▶ _About this exercise_
Would you repeat all the lines below, exactly as they stand?

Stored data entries
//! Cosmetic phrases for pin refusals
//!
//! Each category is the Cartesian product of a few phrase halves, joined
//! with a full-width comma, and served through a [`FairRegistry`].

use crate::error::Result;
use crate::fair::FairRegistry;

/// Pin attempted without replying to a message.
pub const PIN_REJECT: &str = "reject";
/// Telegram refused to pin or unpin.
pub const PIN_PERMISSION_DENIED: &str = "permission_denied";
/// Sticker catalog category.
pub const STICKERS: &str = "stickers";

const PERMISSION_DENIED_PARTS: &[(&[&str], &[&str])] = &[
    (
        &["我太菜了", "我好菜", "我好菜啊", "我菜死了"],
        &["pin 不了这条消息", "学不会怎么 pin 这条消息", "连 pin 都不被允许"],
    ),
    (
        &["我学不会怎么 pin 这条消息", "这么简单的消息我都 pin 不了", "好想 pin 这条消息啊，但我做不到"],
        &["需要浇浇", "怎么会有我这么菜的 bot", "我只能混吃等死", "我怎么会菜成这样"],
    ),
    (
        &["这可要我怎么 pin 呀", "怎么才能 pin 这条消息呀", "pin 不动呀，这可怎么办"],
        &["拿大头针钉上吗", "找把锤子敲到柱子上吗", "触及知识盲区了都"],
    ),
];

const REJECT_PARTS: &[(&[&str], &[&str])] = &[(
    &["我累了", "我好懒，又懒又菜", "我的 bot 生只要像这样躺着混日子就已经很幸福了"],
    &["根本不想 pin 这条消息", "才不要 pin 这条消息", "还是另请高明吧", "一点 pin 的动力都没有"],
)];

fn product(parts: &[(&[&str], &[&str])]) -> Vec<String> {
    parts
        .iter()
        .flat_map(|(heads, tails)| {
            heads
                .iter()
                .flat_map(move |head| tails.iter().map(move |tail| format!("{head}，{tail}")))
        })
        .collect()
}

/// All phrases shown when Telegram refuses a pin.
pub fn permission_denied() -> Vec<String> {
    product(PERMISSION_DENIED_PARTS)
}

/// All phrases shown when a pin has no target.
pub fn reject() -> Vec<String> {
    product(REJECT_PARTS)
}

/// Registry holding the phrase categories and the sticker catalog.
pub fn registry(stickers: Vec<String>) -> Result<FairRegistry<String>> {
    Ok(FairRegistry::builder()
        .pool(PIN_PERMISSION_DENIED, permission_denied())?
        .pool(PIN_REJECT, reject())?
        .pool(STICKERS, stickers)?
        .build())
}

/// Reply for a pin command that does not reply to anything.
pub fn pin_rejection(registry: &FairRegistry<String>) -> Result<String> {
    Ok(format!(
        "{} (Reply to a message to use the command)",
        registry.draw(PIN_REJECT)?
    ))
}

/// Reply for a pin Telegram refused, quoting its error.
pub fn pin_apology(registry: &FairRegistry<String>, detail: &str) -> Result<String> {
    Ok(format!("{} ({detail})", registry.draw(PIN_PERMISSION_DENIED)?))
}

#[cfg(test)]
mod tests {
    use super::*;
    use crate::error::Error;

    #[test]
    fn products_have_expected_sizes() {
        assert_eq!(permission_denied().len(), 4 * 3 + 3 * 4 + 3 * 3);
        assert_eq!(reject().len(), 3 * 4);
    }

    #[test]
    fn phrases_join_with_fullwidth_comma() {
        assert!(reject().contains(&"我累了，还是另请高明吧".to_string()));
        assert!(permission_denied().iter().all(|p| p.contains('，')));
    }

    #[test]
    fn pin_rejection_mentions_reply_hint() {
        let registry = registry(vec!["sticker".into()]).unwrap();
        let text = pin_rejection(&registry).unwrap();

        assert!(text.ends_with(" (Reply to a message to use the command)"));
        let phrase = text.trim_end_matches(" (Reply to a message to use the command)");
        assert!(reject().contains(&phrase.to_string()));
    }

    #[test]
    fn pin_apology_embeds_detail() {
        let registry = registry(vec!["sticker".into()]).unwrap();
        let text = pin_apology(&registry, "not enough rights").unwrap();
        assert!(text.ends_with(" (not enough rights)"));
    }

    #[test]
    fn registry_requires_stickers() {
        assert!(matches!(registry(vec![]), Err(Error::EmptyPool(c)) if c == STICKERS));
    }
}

▶ _Exercise solution_
//! Cosmetic phrases for pin refusals
//!
//! Each category is the Cartesian product of a few phrase halves, joined
//! with a full-width comma, and served through a [`FairRegistry`].

use crate::error::Result;
use crate::fair::FairRegistry;

/// Pin attempted without replying to a message.
pub const PIN_REJECT: &str = "reject";
/// Telegram refused to pin or unpin.
pub const PIN_PERMISSION_DENIED: &str = "permission_denied";
/// Sticker catalog category.
pub const STICKERS: &str = "stickers";

const PERMISSION_DENIED_PARTS: &[(&[&str], &[&str])] = &[
    (
        &["我太菜了", "我好菜", "我好菜啊", "我菜死了"],
        &["pin 不了这条消息", "学不会怎么 pin 这条消息", "连 pin 都不被允许"],
    ),
    (
        &["我学不会怎么 pin 这条消息", "这么简单的消息我都 pin 不了", "好想 pin 这条消息啊，但我做不到"],
        &["需要浇浇", "怎么会有我这么菜的 bot", "我只能混吃等死", "我怎么会菜成这样"],
    ),
    (
        &["这可要我怎么 pin 呀", "怎么才能 pin 这条消息呀", "pin 不动呀，这可怎么办"],
        &["拿大头针钉上吗", "找把锤子敲到柱子上吗", "触及知识盲区了都"],
    ),
];

const REJECT_PARTS: &[(&[&str], &[&str])] = &[(
    &["我累了", "我好懒，又懒又菜", "我的 bot 生只要像这样躺着混日子就已经很幸福了"],
    &["根本不想 pin 这条消息", "才不要 pin 这条消息", "还是另请高明吧", "一点 pin 的动力都没有"],
)];

fn product(parts: &[(&[&str], &[&str])]) -> Vec<String> {
    parts
        .iter()
        .flat_map(|(heads, tails)| {
            heads
                .iter()
                .flat_map(move |head| tails.iter().map(move |tail| format!("{head}，{tail}")))
        })
        .collect()
}

/// All phrases shown when Telegram refuses a pin.
pub fn permission_denied() -> Vec<String> {
    product(PERMISSION_DENIED_PARTS)
}

/// All phrases shown when a pin has no target.
pub fn reject() -> Vec<String> {
    product(REJECT_PARTS)
}

/// Registry holding the phrase categories and the sticker catalog.
pub fn registry(stickers: Vec<String>) -> Result<FairRegistry<String>> {
    Ok(FairRegistry::builder()
        .pool(PIN_PERMISSION_DENIED, permission_denied())?
        .pool(PIN_REJECT, reject())?
        .pool(STICKERS, stickers)?
        .build())
}

/// Reply for a pin command that does not reply to anything.
pub fn pin_rejection(registry: &FairRegistry<String>) -> Result<String> {
    Ok(format!(
        "{} (Reply to a message to use the command)",
        registry.draw(PIN_REJECT)?
    ))
}

/// Reply for a pin Telegram refused, quoting its error.
pub fn pin_apology(registry: &FairRegistry<String>, detail: &str) -> Result<String> {
    Ok(format!("{} ({detail})", registry.draw(PIN_PERMISSION_DENIED)?))
}

#[cfg(test)]
mod tests {
    use super::*;
    use crate::error::Error;

    #[test]
    fn products_have_expected_sizes() {
        assert_eq!(permission_denied().len(), 4 * 3 + 3 * 4 + 3 * 3);
        assert_eq!(reject().len(), 3 * 4);
    }

    #[test]
    fn phrases_join_with_fullwidth_comma() {
        assert!(reject().contains(&"我累了，还是另请高明吧".to_string()));
        assert!(permission_denied().iter().all(|p| p.contains('，')));
    }

    #[test]
    fn pin_rejection_mentions_reply_hint() {
        let registry = registry(vec!["sticker".into()]).unwrap();
        let text = pin_rejection(&registry).unwrap();

        assert!(text.ends_with(" (Reply to a message to use the command)"));
        let phrase = text.trim_end_matches(" (Reply to a message to use the command)");
        assert!(reject().contains(&phrase.to_string()));
    }

    #[test]
    fn pin_apology_embeds_detail() {
        let registry = registry(vec!["sticker".into()]).unwrap();
        let text = pin_apology(&registry, "not enough rights").unwrap();
        assert!(text.ends_with(" (not enough rights)"));
    }

    #[test]
    fn registry_requires_stickers() {
        assert!(matches!(registry(vec![]), Err(Error::EmptyPool(c)) if c == STICKERS));
    }
}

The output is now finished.